Inklusive ASCEND, ASPREE und ARRIVE

Die neue Metaanalyse umfasst auch die 3 im Jahr 2018 publizierten Studien, in denen die Primärprävention mit ASS bei Patientengruppen untersucht worden war, die in früheren Studien unterrepräsentiert gewesen waren: Patienten mit Diabetes in der ASCEND-Studie, ältere Patienten in der ASPREE-Studie und Patienten mit höherem kardiovaskulärem Risiko in der ARRIVE-Studie.

Erstautor Dr. Sean L. Zheng von der Faculty of Medicine am Imperial College London, Großbritannien, und seine Kollegen kombinierten die Daten dieser 3 neuen Studien mit den Daten von 10 älteren Primärpräventionsstudien. Im Ergebnis kommen sie somit auf mehr als 164.000 Studienteilnehmer und mehr als eine Million Personenjahre Nachbeobachtungszeit.

 
Diese Metaanalyse liefert eine Bestätigung und dokumentiert die Konsistenz der vorliegenden Daten. Prof. Dr. Ulrich Laufs
 

Im Vergleich zu gepoolten Analysen der älteren Studien änderte die Hinzunahme der neuen Studiendaten kaum etwas an den Ergebnissen. Die Primärprävention mit ASS war im Vergleich zu keiner ASS-Einnahme mit einer signifikanten Reduktion des kombinierten Endpunktes aus kardiovaskulärer Mortalität, nicht-tödlichem Herzinfarkt und nicht-tödlichem Schlaganfall assoziiert.

Während in der ASS-Gruppe 57,1 Endpunkt-Ereignisse pro 10.000 Personenjahren auftraten, waren es in der Gruppe ohne ASS 61,4 pro 10.000 Personenjahre. Das absolute Risiko war mit ASS-Einnahme damit um 0,38% geringer.

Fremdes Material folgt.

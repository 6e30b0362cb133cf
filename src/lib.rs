//! # `progress_manager`
//!
//! Cooperative cancellation and soft prioritization for multi-threaded work.
//!
//! Long-running computations run *under* a progress [`Indicator`] and periodically ask
//! whether they should stop. `progress_manager` keeps track of which thread runs under
//! which indicator so that cancelling an indicator reaches every thread working for it,
//! including threads running under indicators that wrap it. It is designed to be:
//!
//! * **Cheap to poll**: [`ProgressManager::check_canceled`] is a single atomic load while
//!   nothing is cancelled and no hooks are installed.
//! * **Concurrent**: indicators are cheap to clone ([`Arc`](std::sync::Arc)-based) and
//!   safe to share; the registry is consistent under concurrent entry, exit and
//!   cancellation.
//! * **Pluggable**: external cancellation sources, check hooks, the background scheduler
//!   and thread-state detection are all traits.
//!
//! ## Modules
//!
//! * [`indicator`] / [`builder`]: the [`Indicator`] handle and its fluent construction.
//! * [`registry`]: thread-to-indicator accounting and the cancelled-thread invariant.
//! * [`check`]: the global check mode and cancellation hooks.
//! * [`manager`]: [`ProgressManager`], the execution wrapper and queries.
//! * [`priority`]: [`PriorityCoordinator`], soft prioritization with deadlock avoidance.
//! * [`scheduler`]: background task execution for polling and retries.
//! * [`iter`]: cancellable iterator adapters.
//! * [`config`] / [`error`]: tunables and error types.

#![forbid(unsafe_code)]
#![deny(missing_docs)]

pub mod builder;
pub mod check;
pub mod config;
pub mod error;
pub mod indicator;
pub mod iter;
pub mod manager;
mod poller;
pub mod priority;
pub mod registry;
pub mod scheduler;

pub use builder::IndicatorBuilder;
pub use check::{
    CancellationHooks, CheckCanceledHook, CheckMode, HookId, HookRegistry, HooksChanged, NoHooks,
};
pub use config::ManagerConfig;
pub use error::{Cancellable, Cancelled, SchedulerError};
pub use indicator::{CancelSource, Indicator, IndicatorId, IndicatorSnapshot, WrapChain};
pub use iter::{CancellableIter, CheckCanceledExt};
pub use manager::{
    ManagerSnapshot, ProgressManager, ProgressManagerBuilder, is_in_non_cancelable_section,
};
pub use priority::{
    BlockedSection, BlockingMonitor, PriorityCoordinator, Suppression, ThreadRunState,
    ThreadStateProbe,
};
pub use registry::{Registration, RegistryStats, ThreadIndicatorRegistry};
pub use scheduler::{
    CancelHandle, ManualScheduler, OnceTask, RepeatingTask, Scheduler, ThreadScheduler,
};
//! Tunables for the [`ProgressManager`](crate::ProgressManager).
//!
//! Every value has a default matching long-standing behavior; override individual
//! settings with the `with_*` methods.

use std::{thread, time::Duration};

use crate::indicator::DEFAULT_MAX_WRAP_DEPTH;

/// Timing and threshold settings shared by the registry, poller and priority coordinator.
#[derive(Clone, Copy, Debug, Eq, PartialEq)]
pub struct ManagerConfig {
    /// Period of the background poll of non-standard indicators.
    pub check_canceled_delay: Duration,
    /// Delay before re-checking whether blocked prioritized threads have resumed.
    pub unblock_retry_delay: Duration,
    /// Prioritized activity shorter than this never makes other threads yield.
    pub min_prioritization: Duration,
    /// Prioritization older than this is assumed leaked and is cleared.
    pub max_prioritization: Duration,
    /// How long a thread parks when it yields to prioritized threads.
    pub yield_park: Duration,
    /// Suppression counts at or above this disable deprioritization entirely.
    pub deprioritization_disable_threshold: i64,
    /// Suppression nesting reaching this depth is reported as a likely leak.
    pub suspicious_suppress_nesting: i64,
    /// Wrap chains deeper than this are truncated and reported.
    pub max_wrap_depth: usize,
}

impl Default for ManagerConfig {
    fn default() -> Self {
        let parallelism = thread::available_parallelism().map_or(1, usize::from);
        Self {
            check_canceled_delay: Duration::from_millis(10),
            unblock_retry_delay: Duration::from_millis(5),
            min_prioritization: Duration::from_millis(5),
            max_prioritization: Duration::from_secs(12),
            yield_park: Duration::from_millis(1),
            deprioritization_disable_threshold: 1_000_000,
            suspicious_suppress_nesting: 100 + 2 * i64::try_from(parallelism).unwrap_or(1),
            max_wrap_depth: DEFAULT_MAX_WRAP_DEPTH,
        }
    }
}

impl ManagerConfig {
    /// Sets the poll period for non-standard indicators.
    #[must_use]
    pub const fn with_check_canceled_delay(mut self, delay: Duration) -> Self {
        self.check_canceled_delay = delay;
        self
    }

    /// Sets the retry delay of the deadlock-avoidance check.
    #[must_use]
    pub const fn with_unblock_retry_delay(mut self, delay: Duration) -> Self {
        self.unblock_retry_delay = delay;
        self
    }

    /// Sets the minimum and maximum prioritization windows.
    #[must_use]
    pub const fn with_prioritization_window(mut self, min: Duration, max: Duration) -> Self {
        self.min_prioritization = min;
        self.max_prioritization = max;
        self
    }

    /// Sets how long a yielding thread parks.
    #[must_use]
    pub const fn with_yield_park(mut self, park: Duration) -> Self {
        self.yield_park = park;
        self
    }

    /// Sets the maximum wrap chain depth.
    #[must_use]
    pub const fn with_max_wrap_depth(mut self, depth: usize) -> Self {
        self.max_wrap_depth = depth;
        self
    }
}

Die andere Seite der Medaille: ASS war auch mit einem erhöhten Risiko für schwere Blutungen assoziiert. In der ASS-Gruppe traten 23,1 Blutungsereignisse pro 10.000 Personenjahre auf, in der Gruppe ohne ASS waren es 16,4 Blutungsereignisse pro 10.000 Personenjahre. ASS erhöhte damit das Blutungsrisiko um absolut 0,47%.

 
Bei niedrigem kardiovaskulären Erkrankungsrisiko kann keine Empfehlung zur Einnahme von ASS gegeben werden. Prof. Dr. Ulrich Laufs
 

Wenig Ereignisse im Niedrigrisikobereich

„Im Niedrigrisikobereich bzw. in der Primärprävention treten nur selten kardiovaskuläre Ereignisse auf“, sagt Laufs, „und wenn nur wenige Ereignisse auftreten, können auch nur wenige Ereignisse verhindert werden.“ Andererseits sei ASS auch sehr sicher, 23 bzw. 16 Blutungsereignisse pro 10.000 Personenjahre seien nicht viel, aber prozentual eben mehr als die verhinderten kardiovaskulären Ereignisse.

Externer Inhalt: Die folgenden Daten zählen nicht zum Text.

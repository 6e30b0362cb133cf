//! Iterator adapters that check for cancellation between items.
//!
//! The [`CheckCanceledExt`] trait adds helpers to any [`Iterator`] so a long loop can be
//! made cancellable with a single method call. Each item comes out as a
//! [`Cancellable`]; the first failed check yields `Err` and ends the iteration.
//!
//! # Example
//!
//! ```ignore
//! use progress_manager::{CheckCanceledExt, Indicator, ProgressManager};
//!
//! let manager = ProgressManager::new();
//! let indicator = Indicator::new("hashing");
//! manager.run_under(Some(&indicator), || {
//!     for file in files.iter().check_canceled_tracking(&manager, indicator.clone()) {
//!         hash(file?);
//!     }
//! });
//! ```

use std::iter::FusedIterator;

use crate::{error::Cancellable, indicator::Indicator, manager::ProgressManager};

/// An iterator adapter that calls [`ProgressManager::check_canceled`] before every item.
///
/// Optionally advances an indicator's position for every item produced.
pub struct CancellableIter<'m, I> {
    iter: I,
    manager: &'m ProgressManager,
    indicator: Option<Indicator>,
    done: bool,
}

impl<'m, I> CancellableIter<'m, I> {
    /// Creates a new `CancellableIter`.
    ///
    /// Note: This is usually constructed via [`CheckCanceledExt`] methods.
    pub const fn new(iter: I, manager: &'m ProgressManager, indicator: Option<Indicator>) -> Self {
        Self {
            iter,
            manager,
            indicator,
            done: false,
        }
    }

    /// The indicator advanced by this iterator, if any.
    #[must_use]
    pub const fn indicator(&self) -> Option<&Indicator> {
        self.indicator.as_ref()
    }
}

impl<I: Iterator> Iterator for CancellableIter<'_, I> {
    type Item = Cancellable<I::Item>;

    fn next(&mut self) -> Option<Self::Item> {
        if self.done {
            return None;
        }
        if let Err(cancelled) = self.manager.check_canceled() {
            self.done = true;
            return Some(Err(cancelled));
        }

        let item = self.iter.next();
        match item {
            Some(item) => {
                if let Some(indicator) = &self.indicator {
                    indicator.inc(1);
                }
                Some(Ok(item))
            }
            None => {
                self.done = true;
                None
            }
        }
    }

    fn size_hint(&self) -> (usize, Option<usize>) {
        if self.done {
            return (0, Some(0));
        }
        // Any item may turn into the final `Err`.
        let (_, upper) = self.iter.size_hint();
        (0, upper.and_then(|upper| upper.checked_add(1)))
    }
}

impl<I: Iterator> FusedIterator for CancellableIter<'_, I> {}

/// Extension trait to make any Iterator cancellable.
pub trait CheckCanceledExt: Iterator + Sized {
    /// Checks for cancellation through `manager` before every item.
    fn check_canceled_with(self, manager: &ProgressManager) -> CancellableIter<'_, Self>;

    /// Like [`check_canceled_with`](Self::check_canceled_with), and advances `indicator`
    /// by one per item.
    ///
    /// When the iterator knows its exact length and the indicator has no total yet, that
    /// length becomes the total.
    fn check_canceled_tracking(
        self,
        manager: &ProgressManager,
        indicator: Indicator,
    ) -> CancellableIter<'_, Self>;
}

impl<I: Iterator> CheckCanceledExt for I {
    fn check_canceled_with(self, manager: &ProgressManager) -> CancellableIter<'_, Self> {
        CancellableIter::new(self, manager, None)
    }

    fn check_canceled_tracking(
        self,
        manager: &ProgressManager,
        indicator: Indicator,
    ) -> CancellableIter<'_, Self> {
        if indicator.total() == 0 {
            if let (lower, Some(upper)) = self.size_hint() {
                if lower == upper {
                    indicator.set_total(upper as u64);
                }
            }
        }
        CancellableIter::new(self, manager, Some(indicator))
    }
}

#[cfg(test)]
mod tests {
    use std::sync::Arc;

    use super::CheckCanceledExt as _;
    use crate::{Cancelled, Indicator, ManualScheduler, ProgressManager};

    fn manager() -> ProgressManager {
        ProgressManager::builder()
            .scheduler(Arc::new(ManualScheduler::new()))
            .build()
    }

    /// Iterator Integration
    /// Items pass through and the indicator tracks position and inferred total.
    #[test]
    fn test_tracking_adapter() {
        let manager = manager();
        let ind = Indicator::new("iter_test");
        let data = [1, 2, 3, 4, 5];

        let collected: Result<Vec<_>, Cancelled> = manager.run_under(Some(&ind), || {
            data.iter()
                .check_canceled_tracking(&manager, ind.clone())
                .collect()
        });

        assert_eq!(collected.unwrap().len(), 5);
        assert_eq!(ind.position(), 5);
        assert_eq!(ind.total(), 5, "Total should be inferred from array len");
    }

    /// Cancellation Mid-Iteration
    /// Cancelling stops the iteration with a single `Err`, then the adapter is fused.
    #[test]
    fn test_cancel_stops_iteration() {
        let manager = manager();
        let ind = Indicator::new("loop");

        manager.run_under(Some(&ind), || {
            let mut iter = (0..10).check_canceled_with(&manager);
            assert_eq!(iter.next(), Some(Ok(0)));
            assert_eq!(iter.next(), Some(Ok(1)));

            manager.cancel(&ind);
            assert_eq!(iter.next(), Some(Err(Cancelled::by(ind.id()))));
            assert_eq!(iter.next(), None);
            assert_eq!(iter.size_hint(), (0, Some(0)));
        });
    }
}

Deshalb bleibt es dem Leipziger Kardiologen zufolge bei der Quintessenz der bisherigen Studien zur Primärprävention mit ASS: „Bei niedrigem kardiovaskulären Erkrankungsrisiko kann keine Empfehlung zur Einnahme von ASS gegeben werden“, resümiert Laufs.

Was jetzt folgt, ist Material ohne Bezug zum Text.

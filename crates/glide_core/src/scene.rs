//! Scene graph boundary
//!
//! Widgets never own pixels. They hold [`NodeId`] handles into a scene graph
//! provided by the host rendering engine and talk to it only through the
//! [`SceneGraph`] trait: groups, rectangles, transforms, clipping, opacity and
//! draw scheduling. Everything else (text, images, custom shapes) is opaque
//! child content created by the application.
//!
//! [`RetainedScene`](crate::retained::RetainedScene) is an in-memory
//! implementation for headless hosting and tests.

use slotmap::new_key_type;

use crate::color::Color;
use crate::geometry::{Point, Rect, Size};

new_key_type! {
    /// Handle to a node owned by the scene graph
    pub struct NodeId;
}

/// Kind of primitive a node represents
#[derive(Debug, Clone, Copy, PartialEq, Eq)]
pub enum NodeKind {
    /// Container that positions and clips its children
    Group,
    /// Filled/stroked rectangle
    Rect,
}

/// Visual style of a rectangle node
#[derive(Debug, Clone, Copy, PartialEq)]
pub struct RectStyle {
    pub fill: Color,
    pub stroke: Color,
    pub stroke_width: f32,
    pub corner_radius: f32,
    pub opacity: f32,
    pub visible: bool,
}

impl Default for RectStyle {
    fn default() -> Self {
        Self {
            fill: Color::TRANSPARENT,
            stroke: Color::BLACK,
            stroke_width: 0.0,
            corner_radius: 0.0,
            opacity: 1.0,
            visible: true,
        }
    }
}

/// Mouse cursor shown by the host
#[derive(Debug, Clone, Copy, PartialEq, Eq, Default)]
pub enum Cursor {
    #[default]
    Default,
    Pointer,
}

/// Operations the widgets consume from the rendering engine
///
/// Calls with a stale [`NodeId`] are silently ignored by implementations;
/// getters return neutral values.
pub trait SceneGraph {
    fn create_group(&mut self) -> NodeId;
    fn create_rect(&mut self, style: RectStyle) -> NodeId;

    fn add_child(&mut self, parent: NodeId, child: NodeId);
    /// Destroy a node and its whole subtree
    fn destroy(&mut self, node: NodeId);
    fn destroy_children(&mut self, node: NodeId);
    fn children(&self, node: NodeId) -> Vec<NodeId>;
    fn parent(&self, node: NodeId) -> Option<NodeId>;

    fn position(&self, node: NodeId) -> Point;
    fn set_position(&mut self, node: NodeId, position: Point);
    fn size(&self, node: NodeId) -> Size;
    fn set_size(&mut self, node: NodeId, size: Size);
    /// Self-anchoring offset subtracted from the position when drawing
    fn offset(&self, node: NodeId) -> Point;
    fn set_offset(&mut self, node: NodeId, offset: Point);

    fn set_clip(&mut self, node: NodeId, clip: Option<Rect>);
    fn set_visible(&mut self, node: NodeId, visible: bool);
    fn is_visible(&self, node: NodeId) -> bool;
    fn set_opacity(&mut self, node: NodeId, opacity: f32);
    fn opacity(&self, node: NodeId) -> f32;

    fn set_cursor(&mut self, cursor: Cursor);
    /// Schedule a repaint on the next display refresh
    fn request_redraw(&mut self);

    /// Absolute origin of a node's local coordinate space
    fn absolute_origin(&self, node: NodeId) -> Point {
        let mut origin = self.position(node);
        let offset = self.offset(node);
        origin.x -= offset.x;
        origin.y -= offset.y;
        let mut current = self.parent(node);
        while let Some(parent) = current {
            let position = self.position(parent);
            let offset = self.offset(parent);
            origin.x += position.x - offset.x;
            origin.y += position.y - offset.y;
            current = self.parent(parent);
        }
        origin
    }

    /// Node's own box in absolute coordinates
    fn absolute_rect(&self, node: NodeId) -> Rect {
        Rect::from_origin_size(self.absolute_origin(node), self.size(node))
    }

    /// Absolute bounding box of a node and everything below it
    fn client_rect(&self, node: NodeId) -> Rect {
        let size = self.size(node);
        let mut bounds: Option<Rect> = if size.width > 0.0 || size.height > 0.0 {
            Some(self.absolute_rect(node))
        } else {
            None
        };
        for child in self.children(node) {
            let child_bounds = self.client_rect(child);
            bounds = Some(match bounds {
                Some(b) => b.union(&child_bounds),
                None => child_bounds,
            });
        }
        bounds.unwrap_or_else(|| Rect::from_origin_size(self.absolute_origin(node), Size::ZERO))
    }

    /// Bounding box of `node` expressed in `ancestor`'s local coordinates
    fn client_rect_relative_to(&self, node: NodeId, ancestor: NodeId) -> Rect {
        let origin = self.absolute_origin(ancestor);
        self.client_rect(node).offset(-origin.x, -origin.y)
    }
}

In einem Editorial schreibt auch Prof. Dr. J. Michael Gaziano von der Division of Aging am Brigham and Women’s Hospital in Boston, USA: „Die Metaanalyse zeigt eine generelle Konsistenz der neueren Studien mit den früheren Studien zur Primärprävention kardiovaskulärer Ereignisse mit ASS.“

ASS bleibe eine wichtige Medikation in der Akuttherapie vaskulärer Ereignisse, nach bestimmten operativen Eingriffen und zur Sekundärprävention, ergänzt Gaziano. In der Primärprävention müsse der Kliniker dagegen andere Interventionen in Betracht ziehen, um das kardiovaskuläre Risiko zu reduzieren, etwa den Verzicht auf Zigaretten und die Einstellung von Blutdruck- und Lipidwerten.